I was scheduled to speak in Cancun, Mexico, to an international dental meeting. My wife Elaine and I decided to go a week early and do some cave-diving. The Yucatán Peninsula is the world’s best cave-diving area. Resting entirely on limestone, this porous stone sucks up water like a sponge. The tropical rains get absorbed and collect as underground rivers. These groundwaters can bubble up to the surface emerging into cisterns called cenotes.

The Maya, who inhabited this land for thousands of years, believed these openings to be the gateways to the underworld, where the spirit beings dwelled. Mayan shaman explored in these caverns and underground rivers, until they became entirely filled with water and have left their marks. You can find remnants of their drawings on the walls, as well as their offerings. There are pottery shards, precious stones, animal and human bones in these caverns. The Maya are often remembered for their spiritual practice of human sacrifice and bloodletting, but they were also a civilization who discovered the mathematical concept of zero, whose astronomers mapped the heavens with pinpoint accuracy, more than 1000 years ago.

I love to dive, but I am the world’s worst dive-partner. I have a tendency to lose sight of time, and sometimes my partner, in the magical aquatic world. Cavern-diving is different from open water diving, in the ocean you can always come up if there’s a problem. In caverns you can’t because there’s usually only one way in and one way out. You have to depend on a flashlight and a good guide.

We had a great guide in Tito, he was intimately familiar with the caverns and laid down some of the lines with the directional markers that guide the way out. It’s difficult to describe the experience — awesome, incomparable — seem insufficient. It was like swimming through Karchner Caverns, there were stalactites, stalagmites, soda straws, bacon strips, columns both massive and tiny. We came to a place where the salt water mixed with the freshwater; this point of convergence creates an effect called a halocline. The salt water loses its salinity, and the resulting solution creates an effect as if you’re looking through a fog. In this surreal place, it’s easy to see why the Maya believed the gods lived here. The sense of awe in this place was so overwhelming, I forgot to breathe.

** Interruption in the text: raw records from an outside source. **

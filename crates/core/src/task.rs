//! Task status vocabulary and the read-only snapshot used by templates.
//!
//! The set of statuses has changed over the life of the schema: version 2
//! briefly added `in_progress`, version 3 removed it again. Rows written
//! under version 2 are upgraded through [`TaskStatus::upgrade_legacy`] (and
//! the matching data migration) instead of being silently reinterpreted.

use std::fmt;
use std::str::FromStr;

use serde::{Deserialize, Serialize};

use crate::error::CoreError;
use crate::types::Timestamp;

/// Maximum length of a task title, in characters.
pub const MAX_TITLE_LEN: usize = 255;

/// Status values retired in earlier schema versions, with their replacement.
const RETIRED_STATUSES: &[(&str, TaskStatus)] = &[("in_progress", TaskStatus::Todo)];

#[derive(Debug, Clone, Copy, PartialEq, Eq, Hash, Serialize, Deserialize)]
#[serde(rename_all = "snake_case")]
pub enum TaskStatus {
    Todo,
    Done,
}

impl TaskStatus {
    pub const ALL: [TaskStatus; 2] = [TaskStatus::Todo, TaskStatus::Done];

    /// The value stored in `tasks.status`.
    pub fn as_str(self) -> &'static str {
        match self {
            TaskStatus::Todo => "todo",
            TaskStatus::Done => "done",
        }
    }

    /// Map a value written by an older schema version onto the current set.
    ///
    /// Current values pass through unchanged. Returns `None` for values that
    /// were never part of any version.
    pub fn upgrade_legacy(raw: &str) -> Option<TaskStatus> {
        raw.parse().ok().or_else(|| {
            RETIRED_STATUSES
                .iter()
                .find(|(retired, _)| *retired == raw)
                .map(|(_, replacement)| *replacement)
        })
    }
}

impl fmt::Display for TaskStatus {
    fn fmt(&self, f: &mut fmt::Formatter<'_>) -> fmt::Result {
        f.write_str(self.as_str())
    }
}

impl FromStr for TaskStatus {
    type Err = CoreError;

    fn from_str(s: &str) -> Result<Self, Self::Err> {
        match s {
            "todo" => Ok(TaskStatus::Todo),
            "done" => Ok(TaskStatus::Done),
            other => Err(CoreError::Validation(format!(
                "Unknown task status '{other}'"
            ))),
        }
    }
}

impl TryFrom<String> for TaskStatus {
    type Error = CoreError;

    fn try_from(value: String) -> Result<Self, Self::Error> {
        value.parse()
    }
}

/// The fields of a task that notification rendering reads.
#[derive(Debug, Clone, Copy)]
pub struct TaskSnapshot<'a> {
    pub title: &'a str,
    pub status: TaskStatus,
    pub due_date: Option<Timestamp>,
    pub status_changed_at: Timestamp,
}

/// Check a task title for emptiness and length.
pub fn validate_title(title: &str) -> Result<(), CoreError> {
    if title.trim().is_empty() {
        return Err(CoreError::Validation("Task title must not be empty".into()));
    }
    if title.chars().count() > MAX_TITLE_LEN {
        return Err(CoreError::Validation(format!(
            "Task title must be at most {MAX_TITLE_LEN} characters"
        )));
    }
    Ok(())
}

#[cfg(test)]
mod tests {
    use super::*;

    #[test]
    fn status_round_trips_through_storage_value() {
        for status in TaskStatus::ALL {
            assert_eq!(status.as_str().parse::<TaskStatus>().unwrap(), status);
        }
    }

    #[test]
    fn unknown_status_is_a_validation_error() {
        let err = "blocked".parse::<TaskStatus>().unwrap_err();
        assert!(err.to_string().contains("blocked"));
    }

    #[test]
    fn retired_in_progress_upgrades_to_todo() {
        assert_eq!(TaskStatus::upgrade_legacy("in_progress"), Some(TaskStatus::Todo));
        assert_eq!(TaskStatus::upgrade_legacy("done"), Some(TaskStatus::Done));
        assert_eq!(TaskStatus::upgrade_legacy("archived"), None);
    }

    #[test]
    fn serde_uses_snake_case() {
        let json = serde_json::to_string(&TaskStatus::Done).unwrap();
        assert_eq!(json, "\"done\"");
    }

    #[test]
    fn title_rules() {
        assert!(validate_title("Buy milk").is_ok());
        assert!(validate_title("   ").is_err());
        assert!(validate_title(&"x".repeat(MAX_TITLE_LEN)).is_ok());
        assert!(validate_title(&"x".repeat(MAX_TITLE_LEN + 1)).is_err());
    }
}
use std::sync::Arc;

use tasflou_core::auth::AuthProvider;

use crate::config::ServerConfig;

/// Shared application state available to all Axum handlers via `State<AppState>`.
///
/// Cheap to clone: everything is either a pool handle or behind an `Arc`.
#[derive(Clone)]
pub struct AppState {
    pub pool: tasflou_db::DbPool,
    pub config: Arc<ServerConfig>,
    /// Identity provider used for signup, signin and bearer-token checks.
    pub auth: Arc<dyn AuthProvider>,
}
use axum::routing::{get, post};
use axum::Router;

use crate::handlers::tasks;
use crate::state::AppState;

/// Task routes mounted at `/tasks`.
///
/// ```text
/// GET    /            -> list_tasks
/// POST   /            -> create_task
/// GET    /{id}        -> get_task
/// PATCH  /{id}        -> update_task
/// DELETE /{id}        -> delete_task
/// POST   /{id}/move   -> move_task
/// ```
pub fn router() -> Router<AppState> {
    Router::new()
        .route("/", get(tasks::list_tasks).post(tasks::create_task))
        .route(
            "/{id}",
            get(tasks::get_task)
                .patch(tasks::update_task)
                .delete(tasks::delete_task),
        )
        .route("/{id}/move", post(tasks::move_task))
}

Somewhere on the journey I became so entranced that I strayed long enough to lose sight of Tito and Elaine. In this trance-inducing world, you lose track of time, minutes can seem like hours, and vice versa. But when you lose your orientation in a cavern, with only a flashlight in your hand, it takes awhile to get reoriented. What felt like an eternity, was only seconds, but in that period, I had enough time to check my gauges and discover I’d used almost two thirds of my air supply. Those seconds were enough time to feel the cave getting smaller and scarier. In that moment I became aware of a different sense of awe, as I hoped and prayed for a sign to quell my rising anxiety. And then I saw a flash of light in the distance and saw Elaine’s purple swim fins.

You don’t have to face the fear monster to appreciate the awesome, but it can serve as a goose to get you to take yourself less seriously and look at life from another perspective. Seek out the awesome, it is the mechanism by which we tame the ego.